いつものようにエリア右からドリブルで中央へ侵入したメッシが放った一撃は左ポストを叩き、後半からアグエロ(負傷した)に代って入ったジェコが放ったヘッドはヴァルデスが搔き出し、サバレタがフリーで放ったシュートは枠を大きく逸れたりもした。

バルサが望まないオープンな展開。それにに終止符を打ったのは、やはり『神』メッシだった。

 

メッシ

メッシ

メッシ

メッシ

67分。

セスクがメッシに通そうとしたスルーパスがレスコットに当たって、エリア内に溢れたところを拾ったメッシが秀逸過ぎるバセリーナで勝負を決めた。

ライブで観ていた時は右足で決めたと思っていたがリプレイで左足で蹴っていたの観て2度驚愕したゴラッソ。

『誰もが観たいと望むメッシ』の姿がそこにあった瞬間だった。

 

メッシ

世界のトップ・セントラルの一人であるヴァンサン・コンパニを上体のフェイクで抜き去ったり、ドリブルのスピードとキレはほぼ良い時のアン・ストパップブル・メッシだったこのゲーム。あとは、ネイマールとのコンビネーションがハマるのを待つのみとなったと思う。

ゲームは、相変わらずのセットプレイからコンパニに押し込まれ失点し(この辺がまだ今一歩だし、ピケはジェコに完全にやられていた)、終了間際にイニエスタの飛び出しからアウヴェスが蹴り込んで2-1(アグリゲートスコア4-1)で幕が降りた。

 

イニエスタ

アレクシス・サンチェスのパスを受けて難なくハートを躱しアウヴェスにアシストしたドン・アンドレス。

パーフェクト。

 

イニエスタ

この日はペップ時代に良くあった左エストレーモで先発し、いつものようにエレガントなプレイを披露してくれた(結構削られていたが・・・)。

時にはインテリオールに下りて来てセスクやネイマールとポジションチェンジし、ドリブルにパスにトラップと、縦横無尽だった。

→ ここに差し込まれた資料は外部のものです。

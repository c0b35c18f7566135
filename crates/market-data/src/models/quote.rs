use chrono::{DateTime, Utc};
use rust_decimal::Decimal;
use serde::{Deserialize, Serialize};

use super::types::ProviderId;

/// One OHLCV bar.
#[derive(Clone, Debug, PartialEq, Serialize, Deserialize)]
pub struct Candle {
    pub time: DateTime<Utc>,
    pub open: Decimal,
    pub high: Decimal,
    pub low: Decimal,
    pub close: Decimal,
    pub volume: u64,
}

impl Candle {
    pub fn new(
        time: DateTime<Utc>,
        open: Decimal,
        high: Decimal,
        low: Decimal,
        close: Decimal,
        volume: u64,
    ) -> Self {
        Self {
            time,
            open,
            high,
            low,
            close,
            volume,
        }
    }

    /// `low <= min(open, close) <= max(open, close) <= high`, all non-negative.
    pub fn is_consistent(&self) -> bool {
        let body_low = self.open.min(self.close);
        let body_high = self.open.max(self.close);
        !self.low.is_sign_negative() && self.low <= body_low && body_high <= self.high
    }
}

/// Normalized quote returned by every provider tier.
///
/// Built fresh for each fetch and handed out by value; nothing downstream
/// mutates it.
#[derive(Clone, Debug, Serialize, Deserialize)]
#[serde(rename_all = "camelCase")]
pub struct Quote {
    /// Uppercase ticker
    pub symbol: String,

    /// Last traded / current price
    pub price: Decimal,

    pub previous_close: Decimal,
    pub open: Decimal,
    pub day_high: Decimal,
    pub day_low: Decimal,

    pub volume: u64,

    /// Zero when the provider does not report it
    pub average_volume: u64,

    #[serde(skip_serializing_if = "Option::is_none")]
    pub bid: Option<Decimal>,

    #[serde(skip_serializing_if = "Option::is_none")]
    pub ask: Option<Decimal>,

    /// Shares available for trading, when the provider knows it
    #[serde(skip_serializing_if = "Option::is_none")]
    pub float_shares: Option<u64>,

    /// Oldest first
    pub candles: Vec<Candle>,

    /// Provider that produced this quote
    pub source: ProviderId,

    /// False when the candles were synthesized around a real price
    pub is_real_data: bool,
}

impl Quote {
    /// Absolute move since the previous close.
    pub fn change(&self) -> Decimal {
        self.price - self.previous_close
    }

    /// Percentage move since the previous close, zero if the close is unknown.
    pub fn change_percent(&self) -> Decimal {
        if self.previous_close.is_zero() {
            return Decimal::ZERO;
        }
        (self.change() / self.previous_close * Decimal::ONE_HUNDRED).round_dp(2)
    }

    /// RVOL: current volume over average volume.
    pub fn relative_volume(&self) -> Option<Decimal> {
        if self.average_volume == 0 {
            return None;
        }
        let ratio = Decimal::from(self.volume) / Decimal::from(self.average_volume);
        Some(ratio.round_dp(2))
    }
}

#[cfg(test)]
mod tests {
    use super::*;
    use chrono::TimeZone;
    use rust_decimal_macros::dec;

    fn sample_quote() -> Quote {
        Quote {
            symbol: "SOFI".to_string(),
            price: dec!(3.42),
            previous_close: dec!(3.00),
            open: dec!(3.05),
            day_high: dec!(3.50),
            day_low: dec!(2.98),
            volume: 4_000_000,
            average_volume: 1_000_000,
            bid: None,
            ask: None,
            float_shares: None,
            candles: vec![],
            source: "ALPHA_VANTAGE".into(),
            is_real_data: true,
        }
    }

    #[test]
    fn test_candle_consistency() {
        let t = Utc.with_ymd_and_hms(2024, 1, 2, 15, 0, 0).unwrap();
        assert!(Candle::new(t, dec!(10), dec!(11), dec!(9), dec!(10.5), 100).is_consistent());
        // High below the close
        assert!(!Candle::new(t, dec!(10), dec!(10.2), dec!(9), dec!(10.5), 100).is_consistent());
        // Low above the open
        assert!(!Candle::new(t, dec!(10), dec!(11), dec!(10.1), dec!(10.5), 100).is_consistent());
        assert!(!Candle::new(t, dec!(0), dec!(1), dec!(-1), dec!(0.5), 0).is_consistent());
    }

    #[test]
    fn test_change_percent_and_rvol() {
        let quote = sample_quote();
        assert_eq!(quote.change(), dec!(0.42));
        assert_eq!(quote.change_percent(), dec!(14.00));
        assert_eq!(quote.relative_volume(), Some(dec!(4)));
    }

    #[test]
    fn test_unknown_baselines() {
        let mut quote = sample_quote();
        quote.previous_close = Decimal::ZERO;
        quote.average_volume = 0;
        assert_eq!(quote.change_percent(), Decimal::ZERO);
        assert_eq!(quote.relative_volume(), None);
    }

    #[test]
    fn test_serializes_camel_case() {
        let json = serde_json::to_value(sample_quote()).unwrap();
        assert!(json.get("previousClose").is_some());
        assert!(json.get("isRealData").is_some());
        assert!(json.get("bid").is_none());
        assert_eq!(json["source"], "ALPHA_VANTAGE");
    }
}
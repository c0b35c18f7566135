//! Market data models
//!
//! - `types` - Type aliases for identifiers (ProviderId, Symbol)
//! - `quote` - Normalized quote and candle structures
//! - `timeframe` - Supported chart timeframes and their per-source parameters
//! - `session` - US/Eastern market session classification

mod quote;
mod session;
mod timeframe;
mod types;

pub use quote::{Candle, Quote};
pub use session::{eastern_date, in_liquidation_window, to_eastern, MarketSession};
pub use timeframe::{BarSpec, SyntheticProfile, Timeframe};
pub use types::{normalize_symbol, ProviderId, Symbol};
//! Quote data validation.
//!
//! Runs on every quote an adapter returns, before the fetcher hands it out:
//! - Hard checks reject the quote and the chain moves to the next provider
//!   (no usable price, negative fields, day high below day low).
//! - Soft checks repair and warn: crossed bid/ask is dropped, candles that
//!   break the OHLC invariant are removed, candles are put in time order.

use log::warn;
use rust_decimal::Decimal;

use crate::errors::MarketDataError;
use crate::models::{Candle, Quote};

/// Validation severity levels.
#[derive(Clone, Copy, Debug, Eq, PartialEq)]
pub enum ValidationSeverity {
    /// Hard failure - reject quote, try next provider.
    Hard,
    /// Soft warning - repair the quote and log a warning.
    Soft,
}

/// Validation result details.
#[derive(Clone, Debug)]
pub struct ValidationIssue {
    pub severity: ValidationSeverity,
    pub message: String,
}

/// Quote validator configuration.
#[derive(Clone, Debug)]
pub struct ValidatorConfig {
    /// Maximum allowed price value (sanity check).
    pub max_price: Option<Decimal>,
    /// Whether to warn on zero volume.
    pub warn_on_zero_volume: bool,
}

impl Default for ValidatorConfig {
    fn default() -> Self {
        Self {
            max_price: Some(Decimal::from(1_000_000_000i64)),
            warn_on_zero_volume: false,
        }
    }
}

/// Quote data validator.
#[derive(Clone, Debug, Default)]
pub struct QuoteValidator {
    config: ValidatorConfig,
}

impl QuoteValidator {
    pub fn new() -> Self {
        Self::default()
    }

    pub fn with_config(config: ValidatorConfig) -> Self {
        Self { config }
    }

    /// Validate and normalize a quote.
    ///
    /// Returns the quote with soft issues repaired, or `ValidationFailed` with
    /// every hard issue joined by `"; "`.
    pub fn validate(&self, quote: Quote) -> Result<Quote, MarketDataError> {
        let mut issues: Vec<ValidationIssue> = Vec::new();

        self.validate_prices(&quote, &mut issues);
        self.validate_day_range(&quote, &mut issues);

        let errors: Vec<_> = issues
            .iter()
            .filter(|i| i.severity == ValidationSeverity::Hard)
            .map(|i| i.message.as_str())
            .collect();
        if !errors.is_empty() {
            return Err(MarketDataError::ValidationFailed {
                message: format!("{} from {}: {}", quote.symbol, quote.source, errors.join("; ")),
            });
        }

        let quote = self.repair(quote, &mut issues);

        for issue in issues.iter().filter(|i| i.severity == ValidationSeverity::Soft) {
            warn!(
                "Quote validation warning for {} from {}: {}",
                quote.symbol, quote.source, issue.message
            );
        }

        Ok(quote)
    }

    fn validate_prices(&self, quote: &Quote, issues: &mut Vec<ValidationIssue>) {
        if quote.price <= Decimal::ZERO {
            issues.push(ValidationIssue {
                severity: ValidationSeverity::Hard,
                message: format!("No usable current price: {}", quote.price),
            });
        }

        let fields = [
            ("previousClose", quote.previous_close),
            ("open", quote.open),
            ("dayHigh", quote.day_high),
            ("dayLow", quote.day_low),
        ];
        for (name, value) in fields {
            if value.is_sign_negative() && !value.is_zero() {
                issues.push(ValidationIssue {
                    severity: ValidationSeverity::Hard,
                    message: format!("Negative {}: {}", name, value),
                });
            }
        }

        if let Some(max_price) = self.config.max_price {
            if quote.price > max_price {
                issues.push(ValidationIssue {
                    severity: ValidationSeverity::Hard,
                    message: format!("Price {} exceeds sanity limit {}", quote.price, max_price),
                });
            }
        }

        if self.config.warn_on_zero_volume && quote.volume == 0 {
            issues.push(ValidationIssue {
                severity: ValidationSeverity::Soft,
                message: "Zero volume (market may be closed)".to_string(),
            });
        }
    }

    fn validate_day_range(&self, quote: &Quote, issues: &mut Vec<ValidationIssue>) {
        if quote.day_high < quote.day_low {
            issues.push(ValidationIssue {
                severity: ValidationSeverity::Hard,
                message: format!(
                    "Day high ({}) is less than day low ({})",
                    quote.day_high, quote.day_low
                ),
            });
        }
    }

    fn repair(&self, mut quote: Quote, issues: &mut Vec<ValidationIssue>) -> Quote {
        if let (Some(bid), Some(ask)) = (quote.bid, quote.ask) {
            if ask < bid {
                issues.push(ValidationIssue {
                    severity: ValidationSeverity::Soft,
                    message: format!("Crossed market (bid {} > ask {}), dropping both", bid, ask),
                });
                quote.bid = None;
                quote.ask = None;
            }
        }

        let before = quote.candles.len();
        let mut candles: Vec<Candle> = quote
            .candles
            .into_iter()
            .filter(Candle::is_consistent)
            .collect();
        if candles.len() < before {
            issues.push(ValidationIssue {
                severity: ValidationSeverity::Soft,
                message: format!(
                    "Dropped {} candle(s) violating low <= open/close <= high",
                    before - candles.len()
                ),
            });
        }
        candles.sort_by_key(|c| c.time);
        quote.candles = candles;
        quote
    }
}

マルティーノがゲーム後、『この1カ月半のベストプレーヤー』と語ったが、いつ観てもホント上手い。

 

アウヴェス

アウヴェス

ファーストレグ同様、終了間際にゴールを決めたアウヴェス。

『信じてるゼ』。

 

バルサ

『今夜、彼らは状況をひっくり返そうとしてきた。一方、我々はリードにも慢心しなかった。苦しい時間もあったが、シティーがある程度ボールを支配することは予測できた。我々はボールをキープしていないと落ち着かず、相手のセットプレーに苦しめられた』

『マンチェスター・シティーはポゼッションを争うのに好ましい相手ではない。だから我々は今夜のようにプレーしたんだ。ボールをよく動かすことができる相手との対戦では、今後もこのやり方で(続けて)いくかもしれない』

と語ったマルティーノ。拮抗したポゼッション(55-45)だった。

『今夜はサポーターの存在を感じただけではない。彼らの姿勢と応援は、本当に心強かった。我々はまさにそれを必要としていた。選手たちは彼らへの感謝を示すために奮闘したんだと思う』

ファイナルまでの険しい道のり。極東の片隅からも応援したいと心から思った朝だった。